Lost Corpses and Broken Down Hearses, Covid Causes Funeral Chaos in in Cuba

With the collapse of the healthcare and funeral services, there have been dozens of complaints of corpses that spend hours and even days in a home or a state institution. (Facebook)

14ymedio bigger14ymedio, Natalia López Moya, Havana, 25 August 2021 — In Güira de Melena, municipality of Artemisa, a family lived an odyssey this Wednesday to recover the body of Armando, a relative who lost his life due to covid-19. On two occasions, those in charge of the funeral services at the Manuel Fajardo hospital in Havana delivered the wrong coffin.

It’s a story that feels like it was inspired by the popular film Guantanamera (1995), by the directors Tomás Gutiérrez Alea and Juan Carlos Tabío, but sadly it is real. How complicated it can be to achieve simple things, in Cuba; with the pandemic, it has become very common.

“We went through a lot of work to get a car to come from Güira to look for the body, but we finally succeeded,” says a source familiar to 14ymedio. “When the hearse returned to Güira, the son of the deceased, at the request of the sister who lives in the United States, asked to see his father for the last time. The driver did not want to open the box and said: ‘This is covid, it is forbidden to open the box.’ And he showed him the papers so that he could see that it was his father he was transporting.”

When Armando’s son reviewed the documents, he realized that there must be a woman in the coffin. The young man flew into a rage, demanded that the man open the box and that was when he realized that it was not the father, and it wasn’t even the woman described in the papers.

The family, desperate, returns to Fajardo in search of Armando to try to say goodbye and bury him once and for all. “At the hospital they tell us they made a mistake and they give us another box with the deceased’s papers. There we discovered that the one they had given us before was from Caimito (Artemisa), and they didn’t even know where the corpse was,” explains the source.

Armando’s son, distrustful of what he experienced with the first coffin, asks again to open the box to confirm that this time he is taking his father. “When they opened it was a Chinese man, a resident of Havana’s Chinatown.”

Finally, after a “scandal” with the family in the hospital, Armando’s body appeared and he was able to be buried after 5 o’clock in the afternoon in Güira de Melena, his hometown. “Who knows how many corpses are buried in the wrong way. If we had not insisted on opening the box, we would never have found out,” complains the relative.

With the collapse of the healthcare and funeral services, dozens of complaints have arisen of corpses that spend hours and even days at home or in a state institution.

In a room at the Puntarena de Varadero hotel in Matanzas, which functions as a medical center for positive cases of COVID-19, the body of a traveler spent more than two days without the authorities picking it up. In a video published on social networks at the beginning of July, an oxygen tank was seen at the entrance of the room and then the silhouette of the lower extremities of the corpse lying on a bed covered with a white sheet.
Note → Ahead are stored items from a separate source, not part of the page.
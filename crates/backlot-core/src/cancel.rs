//! Cooperative cancellation token.

use std::sync::Arc;
use std::sync::atomic::{AtomicBool, Ordering};

/// Cloneable cancellation flag observed by long-running jobs.
///
/// Cancellation is cooperative: setting the flag never interrupts an
/// in-flight backend call. Jobs check it at each polling tick and the batch
/// coordinator checks it before starting each item.
#[derive(Debug, Clone, Default)]
pub struct CancelToken {
    flag: Arc<AtomicBool>,
}

impl CancelToken {
    /// Creates a token in the not-cancelled state.
    #[must_use]
    pub fn new() -> Self {
        Self::default()
    }

    /// Requests cancellation. Idempotent.
    pub fn cancel(&self) {
        self.flag.store(true, Ordering::SeqCst);
    }

    /// Returns whether cancellation has been requested.
    #[must_use]
    pub fn is_cancelled(&self) -> bool {
        self.flag.load(Ordering::SeqCst)
    }
}
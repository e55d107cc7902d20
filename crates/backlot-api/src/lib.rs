//! Axum HTTP server for the Backlot generation orchestrator.
//!
//! Exposes the slot store, generation triggers, and batch status under
//! `/api/v1`. The binary wires the orchestrator to the in-process fixture
//! backend so the server runs end-to-end without a provider credential.

pub mod error;
pub mod fixture;
pub mod routes;
pub mod state;
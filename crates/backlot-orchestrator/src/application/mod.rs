//! Application services for the orchestrator context.

pub mod batch;
pub mod credential_gate;
pub mod job_runner;
pub mod store;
In Ciego de Ávila, Lisveilys Echenique’s brother died at home after spending 11 days with covid and without receiving medical attention. The body had been in the living room of the house for more than seven hours and an ambulance did not arrive to pick it up. “The situation in Cuba is precarious. The government does not want to ask for help and there are no doctors,” Echenique denounced.

After much insistence, a family from the municipality of Placetas, in Villa Clara, could not fulfill the wish of Omar, a covid-19 patient who asked to be cremated if he died. “The hears] did not have tires in good condition and it was not possible to move [the body] to Matanzas, which was where the possibility of doing it [cremation] was found because in Santa Clara you have to wait four or five days to do it,” the wife of the deceased identified as Nancita Ñanguita narrates in a Facebook post.

The woman also denounces that after her husband died on August 15 “for lack of an intensive care room and better resources,” she spent four hours in a hospital corridor. After that time, the family spent hours finding a coffin.

“Please reflect, gentlemen leaders, so that you can avoid the terrible pain that one feels when losing a relative in their hands without being able to do anything, neither the family nor the doctors,” Nancita requests.